▶ TRY IT: In the data, find each line where the word "Option" appears and list that line.

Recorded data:
_ _ _
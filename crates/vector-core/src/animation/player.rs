use super::description::TargetAnimation;
use super::runtime::BoundAnimator;
use crate::error::{Result, VectorError};
use crate::scene::{Shape, Target};
use std::time::Duration;
use tracing::{debug, instrument, warn};

/// Lifecycle of a player. `Ended` and `Prepared` can both start again.
#[derive(Debug, Clone, Copy, PartialEq, Eq, Default)]
pub enum PlayerState {
    #[default]
    Unbound,
    Prepared,
    Started,
    Paused,
    Ended,
}

#[derive(Debug, Clone, Copy, PartialEq)]
enum Direction {
    Forward,
    Backward { from: f64 },
}

/// Plays every target animation of one drawable together.
///
/// The player never owns a timer: the host passes the frame time to
/// [`on_frame`](Self::on_frame) and keeps drawing while it returns `true`.
#[derive(Debug, Clone)]
pub struct AnimationPlayer {
    state: PlayerState,
    root: Option<BoundAnimator>,
    start_time: Duration,
    paused_at: Option<Duration>,
    direction: Direction,
}

impl Default for AnimationPlayer {
    fn default() -> Self {
        Self::new()
    }
}

impl AnimationPlayer {
    pub fn new() -> Self {
        Self {
            state: PlayerState::Unbound,
            root: None,
            start_time: Duration::ZERO,
            paused_at: None,
            direction: Direction::Forward,
        }
    }

    /// Binds each animation to the node its target name resolves to.
    /// Only groups and paths can be animated.
    #[instrument(level = "debug", skip_all, fields(targets = targets.len()))]
    pub fn prepare(&mut self, targets: &[TargetAnimation], shape: &Shape) -> Result<()> {
        let mut children = Vec::with_capacity(targets.len());
        for target in targets {
            let node = shape
                .find_target(&target.target_name)
                .ok_or_else(|| VectorError::UnresolvedAnimationTarget(target.target_name.clone()))?;
            if matches!(node, Target::Shape | Target::ClipPath(_)) {
                return Err(VectorError::UnsupportedAnimationTarget(target.target_name.clone()));
            }
            children.push(BoundAnimator::bind(&target.animation, node)?);
        }
        debug!("Bound {} target animations", children.len());
        self.root = Some(BoundAnimator::together(children));
        self.state = PlayerState::Prepared;
        self.paused_at = None;
        self.direction = Direction::Forward;
        Ok(())
    }

    pub fn state(&self) -> PlayerState {
        self.state
    }

    /// True between start and end, paused or not.
    pub fn is_running(&self) -> bool {
        matches!(self.state, PlayerState::Started | PlayerState::Paused)
    }

    pub fn is_started(&self) -> bool {
        self.state == PlayerState::Started
    }

    pub fn is_paused(&self) -> bool {
        self.state == PlayerState::Paused
    }

    pub fn is_infinite(&self) -> bool {
        self.total_duration().is_none()
    }

    /// Milliseconds, `None` when something repeats forever.
    pub fn total_duration(&self) -> Option<u64> {
        self.root.as_ref().map_or(Some(0), BoundAnimator::total_duration)
    }

    /// Playback position in milliseconds.
    pub fn position(&self, now: Duration) -> f64 {
        let now = self.paused_at.unwrap_or(now);
        let elapsed = now.saturating_sub(self.start_time).as_secs_f64() * 1000.0;
        match self.direction {
            Direction::Forward => elapsed,
            Direction::Backward { from } => (from - elapsed).max(0.0),
        }
    }

    /// Does nothing when already running.
    pub fn start(&mut self, now: Duration, shape: &mut Shape) -> Result<()> {
        if self.is_running() {
            return Ok(());
        }
        let Some(root) = self.root.as_mut() else {
            warn!("Start requested before animations were prepared");
            return Ok(());
        };
        root.rewind();
        root.apply_at(0.0, shape)?;
        self.start_time = now;
        self.paused_at = None;
        self.direction = Direction::Forward;
        self.state = PlayerState::Started;
        Ok(())
    }

    /// Jumps to the end values regardless of elapsed time.
    pub fn end(&mut self, shape: &mut Shape) -> Result<()> {
        let running = self.is_running();
        let Some(root) = self.root.as_mut() else {
            return Ok(());
        };
        if !running {
            root.rewind();
        }
        root.apply_end(shape)?;
        self.paused_at = None;
        self.state = PlayerState::Ended;
        Ok(())
    }

    pub fn pause(&mut self, now: Duration) {
        if self.state == PlayerState::Started {
            self.paused_at = Some(now);
            self.state = PlayerState::Paused;
        }
    }

    /// Continues from where [`pause`](Self::pause) left off.
    pub fn resume(&mut self, now: Duration) {
        if let (PlayerState::Paused, Some(paused_at)) = (self.state, self.paused_at) {
            self.start_time += now.saturating_sub(paused_at);
            self.paused_at = None;
            self.state = PlayerState::Started;
        }
    }

    /// Plays back towards the start from the current position, or from the
    /// end when nothing is running.
    pub fn reverse(&mut self, now: Duration, shape: &mut Shape) -> Result<()> {
        let Some(total) = self.total_duration() else {
            warn!("Cannot reverse an animation that repeats forever");
            return Ok(());
        };
        let running = self.is_running();
        let from = if running { self.position(now) } else { total as f64 };
        let Some(root) = self.root.as_mut() else {
            return Ok(());
        };
        if !running {
            root.rewind();
        }
        root.apply_at(from, shape)?;
        self.start_time = now;
        self.paused_at = None;
        self.direction = Direction::Backward { from };
        self.state = PlayerState::Started;
        Ok(())
    }

    /// Leaves the scene at the start values, ready to start again.
    pub fn reset(&mut self, shape: &mut Shape) -> Result<()> {
        let Some(root) = self.root.as_mut() else {
            return Ok(());
        };
        root.rewind();
        root.apply_start(shape)?;
        root.rewind();
        self.paused_at = None;
        self.direction = Direction::Forward;
        self.state = PlayerState::Prepared;
        Ok(())
    }

    /// Advances playback to `now`. Returns whether another frame is needed.
    pub fn on_frame(&mut self, now: Duration, shape: &mut Shape) -> Result<bool> {
        if self.state != PlayerState::Started {
            return Ok(false);
        }
        let position = self.position(now);
        let total = self.total_duration();
        let Some(root) = self.root.as_mut() else {
            return Ok(false);
        };
        root.apply_at(position, shape)?;
        let finished = match self.direction {
            Direction::Forward => total.is_some_and(|t| position >= t as f64),
            Direction::Backward { .. } => position <= 0.0,
        };
        if finished {
            debug!(position, "Animation finished");
            self.state = PlayerState::Ended;
        }
        Ok(!finished)
    }
}
impl AnimatedVectorDrawable {
    /// Binds `targets` to `drawable`. Fails when a target name matches no
    /// group or path.
    pub fn new(
        drawable: VectorDrawable,
        targets: Vec<TargetAnimation>,
        clock: impl FrameClock + 'static,
    ) -> Result<Self> {
        let mut player = AnimationPlayer::new();
        player.prepare(&targets, drawable.shape())?;
        Ok(Self {
            drawable,
            targets,
            player,
            clock: Box::new(clock),
            invalidated: false,
        })
    }

    pub fn drawable(&self) -> &VectorDrawable {
        &self.drawable
    }

    pub fn drawable_mut(&mut self) -> &mut VectorDrawable {
        &mut self.drawable
    }

    pub fn state(&self) -> PlayerState {
        self.player.state()
    }

    pub fn is_running(&self) -> bool {
        self.player.is_running()
    }

    pub fn is_started(&self) -> bool {
        self.player.is_started()
    }

    pub fn is_infinite(&self) -> bool {
        self.player.is_infinite()
    }

    /// Whether a redraw was requested since the last call.
    pub fn take_invalidation(&mut self) -> bool {
        std::mem::take(&mut self.invalidated)
    }

    pub fn set_bounds(&mut self, bounds: Rect) {
        self.drawable.set_bounds(bounds);
    }

    pub fn draw(&mut self, ctx: &mut dyn DrawContext) {
        if self.player.is_started() {
            let now = self.clock.now();
            if let Err(e) = self.player.on_frame(now, self.drawable.shape_mut()) {
                error!(error = %e, "Animation frame failed, stopping");
                self.settle(|player, shape| player.end(shape));
            }
            if self.player.is_started() {
                self.invalidated = true;
            }
        }
        self.drawable.draw(ctx);
    }

    fn settle(&mut self, f: impl FnOnce(&mut AnimationPlayer, &mut Shape) -> Result<()>) {
        if let Err(e) = f(&mut self.player, self.drawable.shape_mut()) {
            error!(error = %e, "Animation could not be applied");
        }
        self.invalidated = true;
    }

    pub fn start(&mut self) {
        let now = self.clock.now();
        self.settle(|player, shape| player.start(now, shape));
    }

    /// Jumps straight to the end values.
    pub fn stop(&mut self) {
        self.settle(|player, shape| player.end(shape));
    }

    pub fn jump_to_current_state(&mut self) {
        self.stop();
    }

    pub fn pause(&mut self) {
        self.player.pause(self.clock.now());
    }

    pub fn resume(&mut self) {
        self.player.resume(self.clock.now());
        self.invalidated = true;
    }

    /// Only animations that repeat forever are suspended while hidden.
    pub fn set_visible(&mut self, visible: bool) {
        if self.player.is_infinite() && self.player.is_running() {
            if visible {
                self.resume();
            } else {
                self.pause();
            }
        }
    }

    pub fn reverse(&mut self) {
        let now = self.clock.now();
        self.settle(|player, shape| player.reverse(now, shape));
    }

    /// Returns to the start values without playing.
    pub fn reset(&mut self) {
        self.settle(|player, shape| player.reset(shape));
    }

    /// Descriptions bound to the target called `name`.
    pub fn find_animations(&self, name: &str) -> Vec<Arc<AnimatorDescription>> {
        self.targets
            .iter()
            .filter(|t| t.target_name == name)
            .map(|t| t.animation.clone())
            .collect()
    }

    /// Swaps the descriptions for `name`. Nothing changes on screen until
    /// [`invalidate_animations`](Self::invalidate_animations) rebinds.
    pub fn replace_animations(&mut self, name: &str, animation: AnimatorDescription) -> bool {
        let animation = Arc::new(animation);
        let mut found = false;
        for target in self.targets.iter_mut().filter(|t| t.target_name == name) {
            target.animation = animation.clone();
            found = true;
        }
        found
    }

    /// Rebinds every description from scratch. Playback returns to the
    /// prepared state.
    pub fn invalidate_animations(&mut self) -> Result<()> {
        let mut player = AnimationPlayer::new();
        player.prepare(&self.targets, self.drawable.shape())?;
        self.player = player;
        self.invalidated = true;
        Ok(())
    }

    /// Rewrites the values of `property` in every animation of `target`
    /// and rebinds. Returns how many value holders changed.
    pub fn change_animations(
        &mut self,
        target: &str,
        property: &str,
        values: &[AnimatedValue],
    ) -> Result<usize> {
        let mut edits = Vec::new();
        for (idx, t) in self.targets.iter().enumerate().filter(|(_, t)| t.target_name == target) {
            let mut edited = (*t.animation).clone();
            let changed = edited.replace_values(property, values)?;
            if changed > 0 {
                edits.push((idx, edited, changed));
            }
        }
        if edits.is_empty() {
            return Ok(0);
        }
        let mut total = 0;
        for (idx, edited, changed) in edits {
            self.targets[idx].animation = Arc::new(edited);
            total += changed;
        }
        self.invalidate_animations()?;
        Ok(total)
    }

    pub fn find_path(&self, name: &str) -> Option<PathId> {
        self.drawable.find_path(name)
    }

    pub fn find_group(&self, name: &str) -> Option<GroupId> {
        self.drawable.find_group(name)
    }
}

impl Renderable for AnimatedVectorDrawable {
    fn set_bounds(&mut self, bounds: Rect) {
        AnimatedVectorDrawable::set_bounds(self, bounds);
    }

    fn draw(&mut self, ctx: &mut dyn DrawContext) {
        AnimatedVectorDrawable::draw(self, ctx);
    }
}

impl Playback for AnimatedVectorDrawable {
    fn start(&mut self) {
        AnimatedVectorDrawable::start(self);
    }

    fn stop(&mut self) {
        AnimatedVectorDrawable::stop(self);
    }

    fn is_running(&self) -> bool {
        AnimatedVectorDrawable::is_running(self)
    }
}

impl VectorPathContainer for AnimatedVectorDrawable {
    fn path_by_name(&mut self, name: &str) -> Option<&mut PathElement> {
        self.drawable.path_by_name(name)
    }

    fn invalidate_path(&mut self) {
        self.invalidated = true;
    }
}

/// Loads animated vectors, keeping parsed animators for reuse.
pub struct AnimatedVectorLoader {
    resources: Arc<dyn Resources>,
    cache: DescriptionCache,
}

impl AnimatedVectorLoader {
    pub fn new(resources: Arc<dyn Resources>) -> Self {
        Self {
            resources,
            cache: DescriptionCache::default(),
        }
    }

    pub fn resources(&self) -> &Arc<dyn Resources> {
        &self.resources
    }

    pub fn cache(&self) -> &DescriptionCache {
        &self.cache
    }

    pub fn load(&mut self, reference: &str) -> Result<AnimatedVectorDrawable> {
        self.load_with_clock(reference, SystemClock::new())
    }

    /// Reads the animated-vector document, its drawable and each target's
    /// animator, then binds them.
    #[instrument(level = "debug", skip(self, clock))]
    pub fn load_with_clock(
        &mut self,
        reference: &str,
        clock: impl FrameClock + 'static,
    ) -> Result<AnimatedVectorDrawable> {
        let document = {
            let mut reader = self.resources.open(reference)?;
            parse_animated_vector(&mut reader)?
        };
        let drawable = VectorDrawable::load(self.resources.clone(), &document.drawable)?;
        let pixel_size = drawable.pixel_size();

        let mut targets = Vec::with_capacity(document.targets.len());
        for target in &document.targets {
            let resources = self.resources.as_ref();
            let animation = self.cache.get_or_parse(&target.animation, pixel_size, || {
                let mut reader = resources.open(&target.animation)?;
                let ctx = AnimatorContext { resources, pixel_size };
                parse_animator(&mut reader, &ctx)
            })?;
            targets.push(TargetAnimation {
                target_name: target.name.clone(),
                animation,
            });
        }
        AnimatedVectorDrawable::new(drawable, targets, clock)
    }
}
//! Shared utilities for integration testing.

use std::net::SocketAddr;

use auth_api::config::{AppConfig, DatabaseConfig};
use auth_api::lifecycle::{startup, Shutdown};
use auth_api::AppState;
use axum::Router;
use tokio::net::TcpListener;
use tokio::task::JoinHandle;

/// A running service bound to an ephemeral loopback port.
#[allow(dead_code)]
pub struct TestApp {
    pub addr: SocketAddr,
    pub state: AppState,
    pub db_attempt: JoinHandle<()>,
    pub server: JoinHandle<Result<(), std::io::Error>>,
    pub shutdown: Shutdown,
}

impl TestApp {
    pub fn url(&self, path: &str) -> String {
        format!("http://{}{}", self.addr, path)
    }
}

/// Database settings that fail fast: nothing listens on port 1.
pub fn unreachable_database() -> DatabaseConfig {
    DatabaseConfig {
        uri: "mongodb://127.0.0.1:1/?directConnection=true".into(),
        server_selection_timeout_ms: Some(300),
        ..DatabaseConfig::default()
    }
}

pub fn test_config() -> AppConfig {
    AppConfig {
        database: unreachable_database(),
        ..AppConfig::default()
    }
}

/// Start the full service with `auth` mounted.
pub async fn spawn_app(config: AppConfig, auth: Router<AppState>) -> TestApp {
    let listener = TcpListener::bind("127.0.0.1:0").await.unwrap();
    let addr = listener.local_addr().unwrap();
    let shutdown = Shutdown::new();

    let (state, db_attempt) = startup::bootstrap(&config);
    let server = tokio::spawn(startup::serve(
        listener,
        config,
        state.clone(),
        auth,
        shutdown.clone(),
    ));

    TestApp {
        addr,
        state,
        db_attempt,
        server,
        shutdown,
    }
}

pub fn client() -> reqwest::Client {
    reqwest::Client::builder()
        .pool_max_idle_per_host(0)
        .no_proxy()
        .build()
        .unwrap()
}
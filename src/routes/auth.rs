//! Auth route group.
//!
//! Handlers are provided by the deployment; this group only answers
//! unknown paths under the prefix with the error envelope.

use axum::{extract::OriginalUri, Router};

use crate::http::{ApiError, AppState};

pub fn router() -> Router<AppState> {
    Router::new().fallback(not_found)
}

async fn not_found(OriginalUri(uri): OriginalUri) -> ApiError {
    ApiError::not_found(format!("Cannot find {}", uri.path()))
}
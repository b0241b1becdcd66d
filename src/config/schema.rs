//! Configuration schema definitions.
//!
//! This module defines the complete configuration structure for the service.
//! All types derive Serde traits for deserialization from config files.

use serde::{Deserialize, Serialize};

/// Default body limit shared by the JSON and form parsers (100 KiB).
pub const DEFAULT_BODY_LIMIT: usize = 100 * 1024;

/// Root configuration for the service.
#[derive(Debug, Clone, Deserialize, Serialize, Default, PartialEq)]
#[serde(default)]
pub struct AppConfig {
    /// Listener configuration.
    pub server: ServerConfig,

    /// Request body parsing.
    pub body: BodyConfig,

    /// Document database connection.
    pub database: DatabaseConfig,

    /// Observability settings.
    pub observability: ObservabilityConfig,
}

/// Listener configuration.
#[derive(Debug, Clone, Deserialize, Serialize, PartialEq)]
#[serde(default)]
pub struct ServerConfig {
    /// Bind address (e.g., "0.0.0.0:8080").
    pub bind_address: String,
}

impl Default for ServerConfig {
    fn default() -> Self {
        Self {
            bind_address: "0.0.0.0:8080".to_string(),
        }
    }
}

/// Body parser configuration.
#[derive(Debug, Clone, Deserialize, Serialize, PartialEq)]
#[serde(default)]
pub struct BodyConfig {
    /// Maximum accepted `application/json` body in bytes.
    pub json_limit_bytes: usize,

    /// Only accept objects and arrays at the top level of a JSON body.
    pub strict: bool,

    /// Wire the `application/x-www-form-urlencoded` parser into the pipeline.
    pub urlencoded: bool,

    /// Maximum accepted form body in bytes.
    pub urlencoded_limit_bytes: usize,
}

impl Default for BodyConfig {
    fn default() -> Self {
        Self {
            json_limit_bytes: DEFAULT_BODY_LIMIT,
            strict: true,
            urlencoded: false,
            urlencoded_limit_bytes: DEFAULT_BODY_LIMIT,
        }
    }
}

/// Document database configuration.
#[derive(Debug, Clone, Deserialize, Serialize, PartialEq)]
#[serde(default)]
pub struct DatabaseConfig {
    /// Connection string, usually supplied through `DATABASE_URI`.
    pub uri: String,

    /// Legacy find-and-modify command path. Must stay disabled.
    pub use_find_and_modify: bool,

    /// Overrides the driver's server selection timeout.
    pub server_selection_timeout_ms: Option<u64>,

    /// Application name reported to the server.
    pub app_name: Option<String>,

    /// Database used when the connection string names none.
    pub default_database: String,
}

impl Default for DatabaseConfig {
    fn default() -> Self {
        Self {
            uri: "mongodb://127.0.0.1:27017/".to_string(),
            use_find_and_modify: false,
            server_selection_timeout_ms: None,
            app_name: None,
            default_database: "test".to_string(),
        }
    }
}

/// Observability configuration.
#[derive(Debug, Clone, Deserialize, Serialize, PartialEq)]
#[serde(default)]
pub struct ObservabilityConfig {
    /// Log level (trace, debug, info, warn, error).
    pub log_level: String,
}

impl Default for ObservabilityConfig {
    fn default() -> Self {
        Self {
            log_level: "info".to_string(),
        }
    }
}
_ _ _
▶ ANSWER AREA:
    root: Option<BoundAnimator>,
    paused_at: Option<Duration>,
    pub fn total_duration(&self) -> Option<u64> {
    pub fn find_path(&self, name: &str) -> Option<PathId> {
    pub fn find_group(&self, name: &str) -> Option<GroupId> {
    fn path_by_name(&mut self, name: &str) -> Option<&mut PathElement> {
    pub server_selection_timeout_ms: Option<u64>,
    pub app_name: Option<String>,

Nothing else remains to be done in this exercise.